= Exercise instructions =
Could you copy every line from the material below in which "interval" appears?
----
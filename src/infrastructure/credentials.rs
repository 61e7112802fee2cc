use crate::application::ports::{CredentialProvider, KeyValueStore};
use crate::shared::error::AppError;
use async_trait::async_trait;
use std::sync::Arc;

const TOKEN_KEY: &str = "auth_token";
const REFRESH_KEY: &str = "refresh_token";

/// ログイン時に受け取ったトークンを kv_store に保持する
pub struct StoredCredentials {
    store: Arc<dyn KeyValueStore>,
}

impl StoredCredentials {
    pub fn new(store: Arc<dyn KeyValueStore>) -> Self {
        Self { store }
    }

    pub async fn save_tokens(
        &self,
        access_token: &str,
        refresh_token: &str,
    ) -> Result<(), AppError> {
        if access_token.trim().is_empty() {
            return Err(AppError::InvalidInput(
                "Access token cannot be empty".to_string(),
            ));
        }
        self.store.put(TOKEN_KEY, access_token).await?;
        self.store.put(REFRESH_KEY, refresh_token).await?;
        Ok(())
    }

    pub async fn refresh_token(&self) -> Result<Option<String>, AppError> {
        self.store.get(REFRESH_KEY).await
    }

    pub async fn clear(&self) -> Result<(), AppError> {
        self.store.delete(TOKEN_KEY).await?;
        self.store.delete(REFRESH_KEY).await?;
        Ok(())
    }
}

#[async_trait]
impl CredentialProvider for StoredCredentials {
    async fn access_token(&self) -> Result<Option<String>, AppError> {
        let token = self.store.get(TOKEN_KEY).await?;
        Ok(token.filter(|value| !value.trim().is_empty()))
    }
}
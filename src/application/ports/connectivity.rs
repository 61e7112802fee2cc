use tokio::sync::watch;

/// オンライン状態のシグナル。プラットフォーム依存の検出はインフラ層に閉じ込める。
pub trait ConnectivityStatus: Send + Sync {
    fn is_online(&self) -> bool;
    fn subscribe(&self) -> watch::Receiver<bool>;
}
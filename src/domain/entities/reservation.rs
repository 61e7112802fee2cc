use serde::{Deserialize, Serialize};

/// 予約の作成要求。同期キュー経由で `POST /reservations` に送られる。
#[derive(Debug, Clone, Serialize, Deserialize, PartialEq, Eq)]
#[serde(rename_all = "camelCase")]
pub struct ReservationRequest {
    /// 社員の身分証番号
    pub cc: String,
    pub menu_id: String,
    pub protein_id: String,
    #[serde(default, skip_serializing_if = "Option::is_none")]
    pub side_dish_id: Option<String>,
    #[serde(default, skip_serializing_if = "Option::is_none")]
    pub drink_id: Option<String>,
}

impl ReservationRequest {
    pub const OPERATION_TYPE: &'static str = "reservation.create";

    pub fn validate(&self) -> Result<(), String> {
        if self.cc.trim().is_empty() {
            return Err("Reservation cc cannot be empty".to_string());
        }
        if self.menu_id.trim().is_empty() {
            return Err("Reservation menu id cannot be empty".to_string());
        }
        if self.protein_id.trim().is_empty() {
            return Err("Reservation protein id cannot be empty".to_string());
        }
        Ok(())
    }
}

#[cfg(test)]
mod tests {
    use super::*;

    #[test]
    fn test_optional_fields_are_omitted() {
        let request = ReservationRequest {
            cc: "1020".into(),
            menu_id: "m1".into(),
            protein_id: "p1".into(),
            side_dish_id: None,
            drink_id: Some("d1".into()),
        };
        assert!(request.validate().is_ok());

        let json = serde_json::to_value(&request).unwrap();
        assert_eq!(json["menuId"], "m1");
        assert_eq!(json["drinkId"], "d1");
        assert!(json.get("sideDishId").is_none());
    }

    #[test]
    fn test_blank_cc_is_rejected() {
        let request = ReservationRequest {
            cc: "".into(),
            menu_id: "m1".into(),
            protein_id: "p1".into(),
            side_dish_id: None,
            drink_id: None,
        };
        assert!(request.validate().is_err());
    }
}
pub mod connectivity;
pub mod credentials;
pub mod local_store;
pub mod query_cache;
pub mod remote_api;

pub use connectivity::ConnectivityStatus;
pub use credentials::CredentialProvider;
pub use local_store::{KeyValueStore, MenuSnapshotStore, OrderStore, SyncQueueStore};
pub use query_cache::QueryCachePersister;
pub use remote_api::{MenuGateway, OrderGateway, SyncOperationHandler};
use super::monitor::ConnectivityMonitor;
use crate::shared::config::ConnectivityConfig;
use crate::shared::error::AppError;
use reqwest::Client;
use std::sync::Arc;
use std::time::Duration;
use tokio::task::JoinHandle;
use tokio::time::MissedTickBehavior;

/// Decides reachability by hitting a cheap endpoint on the API host.
/// Any HTTP response counts as online; only transport failures count as offline.
pub struct ReachabilityProbe {
    client: Client,
    url: String,
    interval: Duration,
}

impl ReachabilityProbe {
    pub fn new(
        base_url: &str,
        path: &str,
        interval: Duration,
        timeout: Duration,
    ) -> Result<Self, AppError> {
        let client = Client::builder()
            .timeout(timeout)
            .build()
            .map_err(|err| AppError::ConfigurationError(err.to_string()))?;

        Ok(Self {
            client,
            url: format!(
                "{}/{}",
                base_url.trim_end_matches('/'),
                path.trim_start_matches('/')
            ),
            interval,
        })
    }

    pub fn from_config(base_url: &str, config: &ConnectivityConfig) -> Result<Self, AppError> {
        Self::new(
            base_url,
            &config.probe_path,
            config.interval(),
            config.timeout(),
        )
    }

    pub fn url(&self) -> &str {
        &self.url
    }

    pub async fn probe_once(&self) -> bool {
        match self.client.get(&self.url).send().await {
            Ok(response) => {
                tracing::trace!(
                    target: "lunch::connectivity",
                    status = response.status().as_u16(),
                    "probe reached server"
                );
                true
            }
            Err(err) => {
                tracing::debug!(target: "lunch::connectivity", error = %err, "probe failed");
                false
            }
        }
    }

    pub fn spawn(self: Arc<Self>, monitor: Arc<ConnectivityMonitor>) -> JoinHandle<()> {
        tokio::spawn(async move {
            let mut ticker = tokio::time::interval(self.interval);
            ticker.set_missed_tick_behavior(MissedTickBehavior::Skip);
            loop {
                ticker.tick().await;
                let online = self.probe_once().await;
                monitor.set_online(online);
            }
        })
    }
}
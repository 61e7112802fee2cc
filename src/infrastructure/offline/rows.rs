use serde::{Deserialize, Serialize};
use sqlx::FromRow;

#[derive(Debug, Clone, Serialize, Deserialize, FromRow)]
pub struct OrderRow {
    pub id: i64,
    pub temp_id: String,
    pub user_id: String,
    pub items: String,
    pub total: i64,
    pub status: String,
    pub created_at: i64,
    pub synced_at: Option<i64>,
    pub sync_attempts: i64,
    pub last_error: Option<String>,
}

#[derive(Debug, Clone, Serialize, Deserialize, FromRow)]
pub struct MenuSnapshotRow {
    pub id: String,
    pub data: String,
    pub updated_at: i64,
}

#[derive(Debug, Clone, Serialize, Deserialize, FromRow)]
pub struct SyncQueueRow {
    pub id: i64,
    pub op_type: String,
    pub payload: String,
    pub created_at: i64,
}
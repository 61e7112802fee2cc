use super::sync_manager::SyncManager;
use crate::application::ports::{ConnectivityStatus, OrderStore};
use crate::domain::entities::{NewOrder, Order, OrderDraft};
use crate::domain::value_objects::{OrderStatus, TempId};
use crate::shared::error::AppError;
use chrono::Utc;
use std::sync::Arc;

pub struct OrderService {
    orders: Arc<dyn OrderStore>,
    connectivity: Arc<dyn ConnectivityStatus>,
    sync: Arc<SyncManager>,
}

impl OrderService {
    pub fn new(
        orders: Arc<dyn OrderStore>,
        connectivity: Arc<dyn ConnectivityStatus>,
        sync: Arc<SyncManager>,
    ) -> Self {
        Self {
            orders,
            connectivity,
            sync,
        }
    }

    /// 注文をローカルに保存して返す。オンラインなら同期を起動するが結果は待たない。
    pub async fn create_order(&self, draft: OrderDraft) -> Result<Order, AppError> {
        draft.validate().map_err(AppError::ValidationError)?;

        let order = self
            .orders
            .insert_order(NewOrder::pending(draft, Utc::now()))
            .await?;
        tracing::info!(
            target: "lunch::orders",
            temp_id = %order.temp_id,
            total = order.total,
            "order stored locally"
        );

        if self.connectivity.is_online() {
            self.sync.trigger();
        }
        Ok(order)
    }

    pub async fn pending_orders(&self) -> Result<Vec<Order>, AppError> {
        self.orders.list_by_status(OrderStatus::Pending).await
    }

    pub async fn order_by_temp_id(&self, temp_id: &TempId) -> Result<Option<Order>, AppError> {
        self.orders.find_by_temp_id(temp_id).await
    }
}
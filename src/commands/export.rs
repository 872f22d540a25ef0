// src/commands/export.rs

//! Export command - copy a recipe's exported sources

use super::{load_context, orchestrator};
use crate::cli::RecipeArgs;
use anyhow::{Context, Result};
use kiln::recipe::OrchestratorConfig;
use std::path::Path;

/// Copy `exports_sources` from the source folder into `dest`
pub fn cmd_export(args: &RecipeArgs, dest: &str) -> Result<()> {
    let ctx = load_context(args)?;
    let orchestrator = orchestrator(args, OrchestratorConfig::default(), None);
    let dest = Path::new(dest);

    let exported = orchestrator
        .export_sources(&ctx, dest)
        .with_context(|| format!("Failed to export sources to {}", dest.display()))?;

    println!("[COMPLETE] Exported {} file(s) to {}", exported.len(), dest.display());
    Ok(())
}
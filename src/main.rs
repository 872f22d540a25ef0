// src/main.rs

mod cli;
mod commands;

use anyhow::Result;
use clap::Parser;
use cli::{Cli, Commands};

fn main() -> Result<()> {
    // Initialize tracing subscriber for logging
    tracing_subscriber::fmt()
        .with_env_filter(
            tracing_subscriber::EnvFilter::try_from_default_env()
                .unwrap_or_else(|_| tracing_subscriber::EnvFilter::new("info")),
        )
        .init();

    let cli = Cli::parse();

    match cli.command {
        Commands::Layout { recipe } => commands::cmd_layout(&recipe),
        Commands::Source { recipe } => commands::cmd_source(&recipe),
        Commands::Generate { recipe, fresh } => commands::cmd_generate(&recipe, fresh),
        Commands::Build { recipe, jobs } => commands::cmd_build(&recipe, jobs),
        Commands::Package { recipe } => commands::cmd_package(&recipe),
        Commands::Info { recipe, json } => commands::cmd_info(&recipe, json),
        Commands::Create {
            recipe,
            fetch,
            fresh,
            jobs,
            log_file,
        } => commands::cmd_create(&recipe, fetch, fresh, jobs, log_file.as_deref()),
        Commands::Export { recipe, dest } => commands::cmd_export(&recipe, &dest),
        Commands::Inspect { recipe } => commands::cmd_inspect(&recipe),
    }
}
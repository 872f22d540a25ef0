// src/toolchain/settings.rs

//! Host settings: os, arch, compiler and build type

use crate::error::{Error, Result};
use serde::Serialize;
use std::str::FromStr;
use strum_macros::{AsRefStr, Display, EnumString};

/// Build type, mapped onto Meson's `buildtype`
#[derive(Debug, Clone, Copy, PartialEq, Eq, Default, Serialize, Display, EnumString, AsRefStr)]
#[serde(rename_all = "lowercase")]
#[strum(serialize_all = "lowercase", ascii_case_insensitive)]
pub enum BuildType {
    Debug,
    #[default]
    Release,
    RelWithDebInfo,
    MinSizeRel,
}

impl BuildType {
    /// Meson's spelling of this build type
    pub fn meson_buildtype(&self) -> &'static str {
        match self {
            BuildType::Debug => "debug",
            BuildType::Release => "release",
            BuildType::RelWithDebInfo => "debugoptimized",
            BuildType::MinSizeRel => "minsize",
        }
    }
}

/// Operating system family of the target
#[derive(Debug, Clone, Copy, PartialEq, Eq, Serialize, Display, EnumString, AsRefStr)]
#[strum(ascii_case_insensitive)]
pub enum Os {
    Linux,
    Macos,
    Windows,
    FreeBSD,
}

/// Resolved settings for one build
#[derive(Debug, Clone, PartialEq, Eq, Serialize)]
pub struct Settings {
    pub os: Os,
    pub arch: String,
    pub compiler: String,
    pub build_type: BuildType,
}

impl Settings {
    /// Detect settings from the running host
    ///
    /// The compiler comes from `CC` when set.
    pub fn detect() -> Self {
        let os = match std::env::consts::OS {
            "macos" => Os::Macos,
            "windows" => Os::Windows,
            "freebsd" => Os::FreeBSD,
            _ => Os::Linux,
        };

        let arch = match std::env::consts::ARCH {
            "aarch64" => "armv8".to_string(),
            "x86" => "x86".to_string(),
            other => other.to_string(),
        };

        let compiler = std::env::var("CC").ok().filter(|c| !c.is_empty()).unwrap_or_else(|| {
            match os {
                Os::Macos => "apple-clang",
                Os::Windows => "msvc",
                Os::FreeBSD => "clang",
                Os::Linux => "gcc",
            }
            .to_string()
        });

        Self {
            os,
            arch,
            compiler,
            build_type: BuildType::default(),
        }
    }

    /// Apply `name=value` overrides
    pub fn with_overrides(mut self, overrides: &[(String, String)]) -> Result<Self> {
        for (name, value) in overrides {
            match name.as_str() {
                "os" => {
                    self.os = Os::from_str(value)
                        .map_err(|_| Error::ParseError(format!("Unknown os '{}'", value)))?;
                }
                "arch" => self.arch = value.clone(),
                "compiler" => self.compiler = value.clone(),
                "build_type" => {
                    self.build_type = BuildType::from_str(value).map_err(|_| {
                        Error::ParseError(format!("Unknown build_type '{}'", value))
                    })?;
                }
                other => {
                    return Err(Error::ParseError(format!(
                        "Unknown setting '{}' (expected os, arch, compiler or build_type)",
                        other
                    )));
                }
            }
        }
        Ok(self)
    }

    /// C and C++ compiler executables for the native file
    pub fn compiler_binaries(&self) -> (String, String) {
        match self.compiler.as_str() {
            "gcc" => ("gcc".to_string(), "g++".to_string()),
            "clang" | "apple-clang" => ("clang".to_string(), "clang++".to_string()),
            "msvc" => ("cl".to_string(), "cl".to_string()),
            // An explicit path or name, e.g. from CC
            other => (other.to_string(), other.to_string()),
        }
    }
}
----
= Task response =
    interval: Duration,
        interval: Duration,
            interval,
            config.interval(),
            let mut ticker = tokio::time::interval(self.interval);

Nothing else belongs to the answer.